- **PROBLEM**
Each line starting at the one that contains "Err(e) => warn!(key" and ending at the one that contains "let state = state.apply(ViewAction::SetZoom(50));" must be returned exactly, and the rest of the listing is left out.

****************

//! View and zoom state.
//!
//! `ViewState` is a plain value. Every change goes through
//! [`ViewState::apply`], which returns the next state and leaves the old one
//! untouched, so the layout engine only ever sees a consistent snapshot.

use tracing::{debug, warn};

use super::storage::SettingsStore;
use crate::model::Granularity;

pub const MIN_ZOOM: u16 = 50;
pub const MAX_ZOOM: u16 = 200;
pub const ZOOM_STEP: u16 = 25;
pub const DEFAULT_ZOOM: u16 = 100;

pub const ZOOM_KEY: &str = "timelineZoom";
pub const SIDEBAR_KEY: &str = "sidebarCollapsed";
pub const PROJECT_KEY: &str = "selectedProjectId";

#[derive(Debug, Clone, PartialEq, Eq)]
pub struct ViewState {
    pub granularity: Granularity,
    pub zoom_percent: u16,
    pub sidebar_collapsed: bool,
    pub selected_project_id: Option<String>,
}

impl Default for ViewState {
    fn default() -> Self {
        Self {
            granularity: Granularity::default(),
            zoom_percent: DEFAULT_ZOOM,
            sidebar_collapsed: false,
            selected_project_id: None,
        }
    }
}

/// User-driven view transitions.
#[derive(Debug, Clone, PartialEq, Eq)]
pub enum ViewAction {
    SetZoom(i64),
    ZoomIn,
    ZoomOut,
    ResetZoom,
    SetGranularity(Granularity),
    ToggleSidebar,
    SetSidebarCollapsed(bool),
    SelectProject(Option<String>),
}

fn clamp_zoom(percent: i64) -> u16 {
    percent.clamp(MIN_ZOOM as i64, MAX_ZOOM as i64) as u16
}

impl ViewState {
    /// Next state after `action`.
    pub fn apply(&self, action: ViewAction) -> ViewState {
        let mut next = self.clone();
        match action {
            ViewAction::SetZoom(percent) => next.zoom_percent = clamp_zoom(percent),
            ViewAction::ZoomIn => {
                next.zoom_percent = clamp_zoom(self.zoom_percent as i64 + ZOOM_STEP as i64)
            }
            ViewAction::ZoomOut => {
                next.zoom_percent = clamp_zoom(self.zoom_percent as i64 - ZOOM_STEP as i64)
            }
            ViewAction::ResetZoom => next.zoom_percent = DEFAULT_ZOOM,
            ViewAction::SetGranularity(granularity) => next.granularity = granularity,
            ViewAction::ToggleSidebar => next.sidebar_collapsed = !self.sidebar_collapsed,
            ViewAction::SetSidebarCollapsed(collapsed) => next.sidebar_collapsed = collapsed,
            ViewAction::SelectProject(id) => next.selected_project_id = id,
        }
        next
    }

    pub fn can_zoom_in(&self) -> bool {
        self.zoom_percent < MAX_ZOOM
    }

    pub fn can_zoom_out(&self) -> bool {
        self.zoom_percent > MIN_ZOOM
    }

    /// Restore persisted fields. Missing or malformed entries keep their defaults.
    pub fn load(store: &dyn SettingsStore) -> ViewState {
        let mut state = ViewState::default();

        if let Some(raw) = store.get(ZOOM_KEY) {
            match serde_json::from_str::<i64>(&raw) {
                Ok(zoom) => state.zoom_percent = clamp_zoom(zoom),
                Err(e) => warn!(key = ZOOM_KEY, value = %raw, error = %e, "Ignoring stored zoom"),
            }
        }

        if let Some(raw) = store.get(SIDEBAR_KEY) {
            match raw.trim() {
                "true" => state.sidebar_collapsed = true,
                "false" => state.sidebar_collapsed = false,
                other => warn!(key = SIDEBAR_KEY, value = %other, "Ignoring stored sidebar flag"),
            }
        }

        state.selected_project_id = store
            .get(PROJECT_KEY)
            .map(|id| id.trim().to_string())
            .filter(|id| !id.is_empty());

        debug!(?state, "View state loaded");
        state
    }

    /// Write the persisted fields. Failures are logged and otherwise ignored.
    pub fn persist(&self, store: &mut dyn SettingsStore) {
        let results = [
            (ZOOM_KEY, store.set(ZOOM_KEY, self.zoom_percent.to_string())),
            (SIDEBAR_KEY, store.set(SIDEBAR_KEY, self.sidebar_collapsed.to_string())),
            (
                PROJECT_KEY,
                match &self.selected_project_id {
                    Some(id) => store.set(PROJECT_KEY, id.clone()),
                    None => store.remove(PROJECT_KEY),
                },
            ),
        ];
        for (key, result) in results {
            if let Err(e) = result {
                warn!(key, error = %e, "Failed to persist view state");
            }
        }
    }
}

#[cfg(test)]
mod tests {
    use super::*;
    use crate::state::storage::MemoryStore;
    use proptest::prelude::*;

    #[test]
    fn defaults() {
        let state = ViewState::default();
        assert_eq!(state.zoom_percent, 100);
        assert!(!state.sidebar_collapsed);
        assert_eq!(state.granularity, Granularity::Weekly);
    }

    #[test]
    fn zoom_steps_and_saturates() {
        let mut state = ViewState::default();
        for _ in 0..10 {
            state = state.apply(ViewAction::ZoomIn);
        }
        assert_eq!(state.zoom_percent, MAX_ZOOM);
        assert_eq!(state.apply(ViewAction::ZoomIn), state);

        let state = state.apply(ViewAction::SetZoom(50));
        assert_eq!(state.apply(ViewAction::ZoomOut), state);

        let state = state.apply(ViewAction::ZoomIn);
        assert_eq!(state.zoom_percent, 75);
        assert_eq!(state.apply(ViewAction::ResetZoom).zoom_percent, 100);
    }

    #[test]
    fn apply_leaves_the_previous_state_alone() {
        let before = ViewState::default();
        let after = before.apply(ViewAction::SetGranularity(Granularity::Kanban));
        assert_eq!(before.granularity, Granularity::Weekly);
        assert_eq!(after.granularity, Granularity::Kanban);
    }

    #[test]
    fn sidebar_toggles() {
        let state = ViewState::default().apply(ViewAction::ToggleSidebar);
        assert!(state.sidebar_collapsed);
        assert!(!state.apply(ViewAction::ToggleSidebar).sidebar_collapsed);
        assert!(state.apply(ViewAction::SetSidebarCollapsed(true)).sidebar_collapsed);
    }

    #[test]
    fn persist_then_load_round_trips() {
        let mut store = MemoryStore::new();
        let state = ViewState::default()
            .apply(ViewAction::SetZoom(175))
            .apply(ViewAction::ToggleSidebar)
            .apply(ViewAction::SelectProject(Some("proj-1".into())));
        state.persist(&mut store);

        assert_eq!(store.get(ZOOM_KEY).as_deref(), Some("175"));
        assert_eq!(store.get(SIDEBAR_KEY).as_deref(), Some("true"));

        let loaded = ViewState::load(&store);
        assert_eq!(loaded.zoom_percent, 175);
        assert!(loaded.sidebar_collapsed);
        assert_eq!(loaded.selected_project_id.as_deref(), Some("proj-1"));

        state.apply(ViewAction::SelectProject(None)).persist(&mut store);
        assert_eq!(store.get(PROJECT_KEY), None);
    }

    #[test]
    fn corrupt_entries_fail_soft() {
        let mut store = MemoryStore::new();
        store.set(ZOOM_KEY, "{oops".into()).unwrap();
        store.set(SIDEBAR_KEY, "maybe".into()).unwrap();
        let loaded = ViewState::load(&store);
        assert_eq!(loaded.zoom_percent, DEFAULT_ZOOM);
        assert!(!loaded.sidebar_collapsed);
    }

    #[test]
    fn out_of_range_stored_zoom_is_clamped() {
        let mut store = MemoryStore::new();
        store.set(ZOOM_KEY, "900".into()).unwrap();
        assert_eq!(ViewState::load(&store).zoom_percent, MAX_ZOOM);
    }

    proptest! {
        #[test]
        fn set_zoom_always_lands_in_range(x in any::<i64>()) {
            let state = ViewState::default().apply(ViewAction::SetZoom(x));
            prop_assert!((MIN_ZOOM..=MAX_ZOOM).contains(&state.zoom_percent));
        }

        #[test]
        fn zoom_steps_stay_in_range(start in 50i64..=200, ins in 0usize..12, outs in 0usize..12) {
            let mut state = ViewState::default().apply(ViewAction::SetZoom(start));
            for _ in 0..ins {
                state = state.apply(ViewAction::ZoomIn);
            }
            for _ in 0..outs {
                state = state.apply(ViewAction::ZoomOut);
            }
            prop_assert!((MIN_ZOOM..=MAX_ZOOM).contains(&state.zoom_percent));
        }
    }
}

****************

- **PROBLEM SOLUTION**
                Err(e) => warn!(key = ZOOM_KEY, value = %raw, error = %e, "Ignoring stored zoom"),
            }
        }

        if let Some(raw) = store.get(SIDEBAR_KEY) {
            match raw.trim() {
                "true" => state.sidebar_collapsed = true,
                "false" => state.sidebar_collapsed = false,
                other => warn!(key = SIDEBAR_KEY, value = %other, "Ignoring stored sidebar flag"),
            }
        }

        state.selected_project_id = store
            .get(PROJECT_KEY)
            .map(|id| id.trim().to_string())
            .filter(|id| !id.is_empty());

        debug!(?state, "View state loaded");
        state
    }

    /// Write the persisted fields. Failures are logged and otherwise ignored.
    pub fn persist(&self, store: &mut dyn SettingsStore) {
        let results = [
            (ZOOM_KEY, store.set(ZOOM_KEY, self.zoom_percent.to_string())),
            (SIDEBAR_KEY, store.set(SIDEBAR_KEY, self.sidebar_collapsed.to_string())),
            (
                PROJECT_KEY,
                match &self.selected_project_id {
                    Some(id) => store.set(PROJECT_KEY, id.clone()),
                    None => store.remove(PROJECT_KEY),
                },
            ),
        ];
        for (key, result) in results {
            if let Err(e) = result {
                warn!(key, error = %e, "Failed to persist view state");
            }
        }
    }
}

#[cfg(test)]
mod tests {
    use super::*;
    use crate::state::storage::MemoryStore;
    use proptest::prelude::*;

    #[test]
    fn defaults() {
        let state = ViewState::default();
        assert_eq!(state.zoom_percent, 100);
        assert!(!state.sidebar_collapsed);
        assert_eq!(state.granularity, Granularity::Weekly);
    }

    #[test]
    fn zoom_steps_and_saturates() {
        let mut state = ViewState::default();
        for _ in 0..10 {
            state = state.apply(ViewAction::ZoomIn);
        }
        assert_eq!(state.zoom_percent, MAX_ZOOM);
        assert_eq!(state.apply(ViewAction::ZoomIn), state);

        let state = state.apply(ViewAction::SetZoom(50));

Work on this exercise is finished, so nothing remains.